Ce n’était certainement pas faciliter la tâche de la Bourdonnais que de répondre à sa question par une sorte de fin de non-recevoir ; mais le Conseil n’entendait pas non plus l’entraver. Des bruits qui coururent le même jour, modifièrent soudain sa résolution. La Bourdonnais aurait dit à qui voulait l’entendre qu’il était prêt à marcher sur Madras mais que c’était le Conseil qui l’arrêtait, et il donnait ouvertement lecture de sa lettre.
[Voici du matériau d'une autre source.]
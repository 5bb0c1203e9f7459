//! Note editor drawn over the note list.
//!
//! Wraps an [`EditSession`] with one [`LineInput`] per text field. The app
//! owns saving and discarding; this module only edits the working values.
//!
//! | Key | Title | Body | Category |
//! |-----|-------|------|----------|
//! | `Tab` | next field | next field | next field |
//! | `Enter` | go to body | new line | go to title |
//! | `←` `→` | move cursor | move cursor | previous / next category |

use memo_core::{CategorySet, EditMode, EditSession};
use ratatui::{
    buffer::Buffer,
    layout::{Constraint, Layout, Rect},
    style::{Modifier, Style},
    text::{Line, Span},
    widgets::{Block, Clear, Paragraph, Widget},
};

use crate::event::{AppEvent, Direction};
use crate::theme::Theme;
use crate::widgets::line_input::LineInput;

/// Width of the field labels, gap included.
const LABEL_WIDTH: u16 = 10;

/// Rows above the body: title, category and a blank line.
const BODY_TOP: u16 = 3;

#[derive(Debug, Clone, Copy, PartialEq, Eq)]
pub enum EditorField {
    Title,
    Body,
    Category,
}

impl EditorField {
    fn next(self) -> EditorField {
        match self {
            EditorField::Title => EditorField::Body,
            EditorField::Body => EditorField::Category,
            EditorField::Category => EditorField::Title,
        }
    }
}

#[derive(Debug)]
pub struct EditorState {
    session: EditSession,
    field: EditorField,
    title: LineInput,
    body: LineInput,
    /// Known labels, plus the note's own label when it is not among them.
    categories: Vec<String>,
    /// `None` only while a note without a category is left untouched.
    category: Option<usize>,
}

impl EditorState {
    pub fn open(session: EditSession, known: &CategorySet) -> Self {
        let mut categories: Vec<String> = known.iter().map(str::to_string).collect();
        let category = session.category.as_deref().map(|label| {
            categories.iter().position(|c| c == label).unwrap_or_else(|| {
                categories.push(label.to_string());
                categories.len() - 1
            })
        });
        Self {
            title: LineInput::from(session.title.as_str()),
            body: LineInput::from(session.body.as_str()),
            field: EditorField::Title,
            categories,
            category,
            session,
        }
    }

    pub fn field(&self) -> EditorField {
        self.field
    }

    pub fn category(&self) -> Option<&str> {
        self.category
            .and_then(|i| self.categories.get(i))
            .map(String::as_str)
    }

    /// The session carrying the current field values.
    pub fn session(&self) -> EditSession {
        let mut session = self.session.clone();
        session.title = self.title.text().to_string();
        session.body = self.body.text().to_string();
        session.category = self.category().map(str::to_string);
        session
    }

    pub fn handle(&mut self, event: &AppEvent) {
        match (self.field, event) {
            (_, AppEvent::FocusNext) => self.field = self.field.next(),
            (EditorField::Title, AppEvent::Enter) => self.field = EditorField::Body,
            (EditorField::Title, event) => {
                self.title.edit(event);
            }
            (EditorField::Body, AppEvent::Enter) => {
                self.body.edit(&AppEvent::Char('\n'));
            }
            (EditorField::Body, event) => {
                self.body.edit(event);
            }
            (EditorField::Category, AppEvent::Nav(Direction::Left)) => self.step_category(false),
            (EditorField::Category, AppEvent::Nav(Direction::Right)) => self.step_category(true),
            (EditorField::Category, AppEvent::Enter) => self.field = EditorField::Title,
            _ => {}
        }
    }

    fn step_category(&mut self, forward: bool) {
        let n = self.categories.len();
        if n == 0 {
            return;
        }
        self.category = Some(match self.category {
            None => 0,
            Some(i) if forward => (i + 1) % n,
            Some(i) => (i + n - 1) % n,
        });
        tracing::debug!(category = ?self.category(), "editor: category changed");
    }

    /// Cell for the text cursor when the editor is drawn in `area`. `None`
    /// on the category field.
    pub fn cursor_position(&self, area: Rect) -> Option<(u16, u16)> {
        let inner = Block::bordered().inner(area);
        let clamp = |v: usize| u16::try_from(v).unwrap_or(u16::MAX);
        let (col, row) = match self.field {
            EditorField::Title => (LABEL_WIDTH.saturating_add(clamp(self.title.cursor())), 0),
            EditorField::Body => {
                let before = self.body.before_cursor();
                let row = before.matches('\n').count();
                let col = before.rsplit('\n').next().map_or(0, |l| l.chars().count());
                (clamp(col), BODY_TOP.saturating_add(clamp(row)))
            }
            EditorField::Category => return None,
        };
        let x = inner.x.saturating_add(col).min(inner.right().saturating_sub(1));
        let y = inner.y.saturating_add(row).min(inner.bottom().saturating_sub(1));
        Some((x, y))
    }
}

pub struct Editor<'a> {
    state: &'a EditorState,
    theme: &'a Theme,
}

impl<'a> Editor<'a> {
    pub fn new(state: &'a EditorState, theme: &'a Theme) -> Self {
        Self { state, theme }
    }

    fn label(&self, text: &'static str, field: EditorField) -> Span<'static> {
        let style = if self.state.field == field {
            self.theme.match_label.add_modifier(Modifier::BOLD)
        } else {
            self.theme.timestamp
        };
        Span::styled(format!("{text:<width$}", width = usize::from(LABEL_WIDTH)), style)
    }

    fn heading(&self) -> String {
        let session = self.state.session();
        let verb = match session.mode() {
            EditMode::Insert => "new note",
            EditMode::Edit => "edit",
        };
        let marker = if session.is_dirty() { " *" } else { "" };
        format!(" {verb} #{}{marker} ", session.id())
    }
}

impl Widget for Editor<'_> {
    fn render(self, area: Rect, buf: &mut Buffer) {
        Clear.render(area, buf);
        let block = Block::bordered()
            .title(self.heading())
            .title_bottom(Line::from(" Ctrl+s save · Esc discard · Tab next field ").right_aligned())
            .border_style(self.theme.border_focused);
        let inner = block.inner(area);
        block.render(area, buf);

        let [title, category, _, body] = Layout::vertical([
            Constraint::Length(1),
            Constraint::Length(1),
            Constraint::Length(1),
            Constraint::Fill(1),
        ])
        .areas(inner);

        Line::from(vec![
            self.label("title", EditorField::Title),
            Span::styled(self.state.title.text(), self.theme.note_title),
        ])
        .render(title, buf);

        let (label, style) = match self.state.category() {
            Some(c) => (c, self.theme.category_style(c)),
            None => ("none", Style::default().add_modifier(Modifier::DIM)),
        };
        Line::from(vec![
            self.label("category", EditorField::Category),
            Span::raw("‹ "),
            Span::styled(label, style),
            Span::raw(" ›"),
        ])
        .render(category, buf);

        if self.state.body.is_empty() && self.state.field != EditorField::Body {
            Line::from(Span::styled("(no content)", self.theme.note_placeholder)).render(body, buf);
        } else {
            Paragraph::new(self.state.body.text()).render(body, buf);
        }
    }
}
//! Excerpt locator: finds the first match of a keyword and cuts a bounded
//! context snippet around it.
//!
//! All offsets are in characters (Unicode scalar values), never bytes, so a
//! highlight span can be applied to the excerpt with `chars()` regardless of
//! script.
//!
//! # Window
//!
//! The snippet keeps `context` characters on each side of the first match,
//! clamped to the text. `"..."` is prepended when text was cut at the start
//! and appended when text was cut at the end. The highlight span is relative
//! to the returned string, after the leading ellipsis.

use serde::Serialize;

/// Characters of context kept on each side of a match.
pub const DEFAULT_CONTEXT_CHARS: usize = 5;

/// Marker for text elided from either end of an excerpt.
pub const ELLIPSIS: &str = "...";

/// A context snippet with the span of the matched keyword.
#[derive(Debug, Clone, PartialEq, Eq, Serialize)]
pub struct Excerpt {
    pub text: String,
    /// Character offset of the first highlighted character.
    pub highlight_start: usize,
    /// Character offset one past the last highlighted character.
    pub highlight_end: usize,
}

impl Excerpt {
    /// Split the excerpt into `(before, highlighted, after)`.
    pub fn parts(&self) -> (&str, &str, &str) {
        let start = byte_offset(&self.text, self.highlight_start);
        let end = byte_offset(&self.text, self.highlight_end);
        (&self.text[..start], &self.text[start..end], &self.text[end..])
    }

    /// The highlighted substring.
    pub fn highlighted(&self) -> &str {
        self.parts().1
    }
}

/// Where in a note the keyword was found.
#[derive(Debug, Clone, Copy, PartialEq, Eq, Serialize)]
#[serde(tag = "field", rename_all = "snake_case")]
pub enum MatchLocation {
    None,
    Title,
    /// 1-based line number within the body.
    Content { line: usize },
}

/// Result of locating a keyword in a note.
#[derive(Debug, Clone, PartialEq, Eq)]
pub struct NoteMatch {
    pub location: MatchLocation,
    /// Present whenever `location` is not [`MatchLocation::None`].
    pub excerpt: Option<Excerpt>,
}

impl NoteMatch {
    fn none() -> Self {
        Self {
            location: MatchLocation::None,
            excerpt: None,
        }
    }
}

/// [`locate_with`] using [`DEFAULT_CONTEXT_CHARS`].
pub fn locate(text: &str, query: &str) -> Option<Excerpt> {
    locate_with(text, query, DEFAULT_CONTEXT_CHARS)
}

/// Excerpt around the first occurrence of `query` in `text`.
///
/// Returns `None` when either input is empty or `query` does not occur.
pub fn locate_with(text: &str, query: &str, context: usize) -> Option<Excerpt> {
    if text.is_empty() || query.is_empty() {
        return None;
    }
    let byte_start = text.find(query)?;

    let match_start = text[..byte_start].chars().count();
    let match_len = query.chars().count();
    let total = text.chars().count();

    let start = match_start.saturating_sub(context);
    let end = match_start
        .saturating_add(match_len)
        .saturating_add(context)
        .min(total);

    // at most four UTF-8 bytes per kept char, plus both ellipses
    let mut excerpt = String::with_capacity((end - start) * 4 + 2 * ELLIPSIS.len());
    let mut lead = 0;
    if start > 0 {
        excerpt.push_str(ELLIPSIS);
        lead = ELLIPSIS.chars().count();
    }
    excerpt.extend(text.chars().skip(start).take(end - start));
    if end < total {
        excerpt.push_str(ELLIPSIS);
    }

    let highlight_start = lead + (match_start - start);
    Some(Excerpt {
        text: excerpt,
        highlight_start,
        highlight_end: highlight_start + match_len,
    })
}

/// First line of `text` (split on `'\n'`) that contains `query`, with its
/// 1-based line number.
pub fn locate_line<'a>(text: &'a str, query: &str) -> Option<(usize, &'a str)> {
    if text.is_empty() || query.is_empty() {
        return None;
    }
    text.split('\n')
        .enumerate()
        .find(|(_, line)| line.contains(query))
        .map(|(i, line)| (i + 1, line))
}

/// Locate `query` in a note, title first.
///
/// A title hit wins and the excerpt is cut from the title. Otherwise the
/// first body line containing the query is excerpted on its own, not the
/// whole body. A query spanning a newline can occur in the body without
/// occurring in any single line; that yields [`MatchLocation::None`].
pub fn locate_in_note(title: &str, body: &str, query: &str, context: usize) -> NoteMatch {
    if let Some(excerpt) = locate_with(title, query, context) {
        return NoteMatch {
            location: MatchLocation::Title,
            excerpt: Some(excerpt),
        };
    }

    locate_line(body, query)
        .and_then(|(line, text)| {
            locate_with(text, query, context).map(|excerpt| NoteMatch {
                location: MatchLocation::Content { line },
                excerpt: Some(excerpt),
            })
        })
        .unwrap_or_else(NoteMatch::none)
}

fn byte_offset(text: &str, char_offset: usize) -> usize {
    text.char_indices()
        .nth(char_offset)
        .map(|(i, _)| i)
        .unwrap_or(text.len())
}

// ---------------------------------------------------------------------------
// Tests
// ---------------------------------------------------------------------------

#[cfg(test)]
mod tests {
    use super::*;
    use pretty_assertions::assert_eq;

    #[test]
    fn line_lookup_is_one_based() {
        let body = "hello world\nfoo bar baz";
        assert_eq!(locate_line(body, "bar"), Some((2, "foo bar baz")));
        assert_eq!(locate_line(body, "hello"), Some((1, "hello world")));
        assert_eq!(locate_line(body, "qux"), None);
    }

    #[test]
    fn window_clamped_both_sides_has_no_ellipsis() {
        let e = locate("foo bar baz", "bar").unwrap();
        assert_eq!(e.text, "foo bar baz");
        assert_eq!((e.highlight_start, e.highlight_end), (4, 7));
        assert_eq!(e.highlighted(), "bar");
    }

    #[test]
    fn ellipsis_on_both_sides() {
        let e = locate("Meeting notes for Q3 planning session", "Q3").unwrap();
        assert_eq!(e.text, "... for Q3 plan...");
        assert_eq!((e.highlight_start, e.highlight_end), (8, 10));
        assert_eq!(e.parts(), ("... for ", "Q3", " plan..."));
    }

    #[test]
    fn only_leading_ellipsis_when_match_is_near_end() {
        let e = locate("a long sentence ending in KEY", "KEY").unwrap();
        assert_eq!(e.text, "...g in KEY");
        assert_eq!(e.highlighted(), "KEY");
    }

    #[test]
    fn offsets_count_characters_not_bytes() {
        let e = locate("今天的会议讨论了第三季度计划安排", "第三季度").unwrap();
        assert_eq!(e.text, "...会议讨论了第三季度计划安排");
        assert_eq!(e.highlighted(), "第三季度");
        assert_eq!(e.highlight_start, 3 + 5);
    }

    #[test]
    fn first_occurrence_wins() {
        let e = locate("ab ab ab", "ab").unwrap();
        assert_eq!(e.highlight_start, 0);
        assert_eq!(e.text, "ab ab a...");
    }

    #[test]
    fn empty_inputs_and_misses_are_none() {
        assert_eq!(locate("", "x"), None);
        assert_eq!(locate("x", ""), None);
        assert_eq!(locate("abc", "d"), None);
        assert_eq!(locate("abc", "ABC"), None);
        assert_eq!(locate_line("", "x"), None);
        assert_eq!(locate_line("x", ""), None);
    }

    #[test]
    fn zero_context_keeps_only_the_match() {
        let e = locate_with("xxQyy", "Q", 0).unwrap();
        assert_eq!(e.text, "...Q...");
        assert_eq!(e.highlighted(), "Q");
    }

    #[test]
    fn huge_context_keeps_whole_text() {
        let e = locate_with("foo bar baz", "bar", usize::MAX).unwrap();
        assert_eq!(e.text, "foo bar baz");
        assert_eq!((e.highlight_start, e.highlight_end), (4, 7));
    }

    #[test]
    fn title_has_priority_over_body() {
        let m = locate_in_note("plan Q3", "Q3 in body", "Q3", DEFAULT_CONTEXT_CHARS);
        assert_eq!(m.location, MatchLocation::Title);
        assert_eq!(m.excerpt.unwrap().text, "plan Q3");
    }

    #[test]
    fn body_match_reports_line_and_excerpts_that_line() {
        let m = locate_in_note("title", "first\nsecond line has KEY here", "KEY", 5);
        assert_eq!(m.location, MatchLocation::Content { line: 2 });
        assert_eq!(m.excerpt.unwrap().text, "... has KEY here");
    }

    #[test]
    fn query_spanning_lines_has_no_location() {
        let m = locate_in_note("", "ab\ncd", "b\nc", 5);
        assert_eq!(m, NoteMatch::none());
    }

    #[test]
    fn locate_is_pure() {
        let a = locate("Meeting notes for Q3 planning session", "Q3");
        let b = locate("Meeting notes for Q3 planning session", "Q3");
        assert_eq!(a, b);
    }
}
Le Conseil se trouvait ainsi en fâcheuse posture ; si l’expédition ne se faisait pas, c’était sa faute ; à lui la timidité, à la Bourdonnais l’audace.

Le Conseil sentit le risque où il s’exposait et plutôt que d’accepter le blâme dont on voulait le couvrir, il prit dès le lendemain matin 27 août une nouvelle délibération en vertu de laquelle il somma la Bourdonnais de la part du roi de choisir l’un des deux partis exposés en sa lettre, à peine « de répondre en son propre et privé nom de tout ce qui pourra arriver par la suite et des dépenses immenses que son projet sur Madras depuis si longtemps médité et conduit au point de l’exécution, a occasionnées à la Compagnie ». Si la maladie l’empêchait d’agir lui-même, comme il n’y avait plus de temps à perdre, le Conseil jugeait M. de la Porte Barré capable d’exécuter celui des partis qui serait choisi. Une délégation composée de d’Espréménil, Barthélemy et Bruyère, alla aussitôt lui porter cette délibération.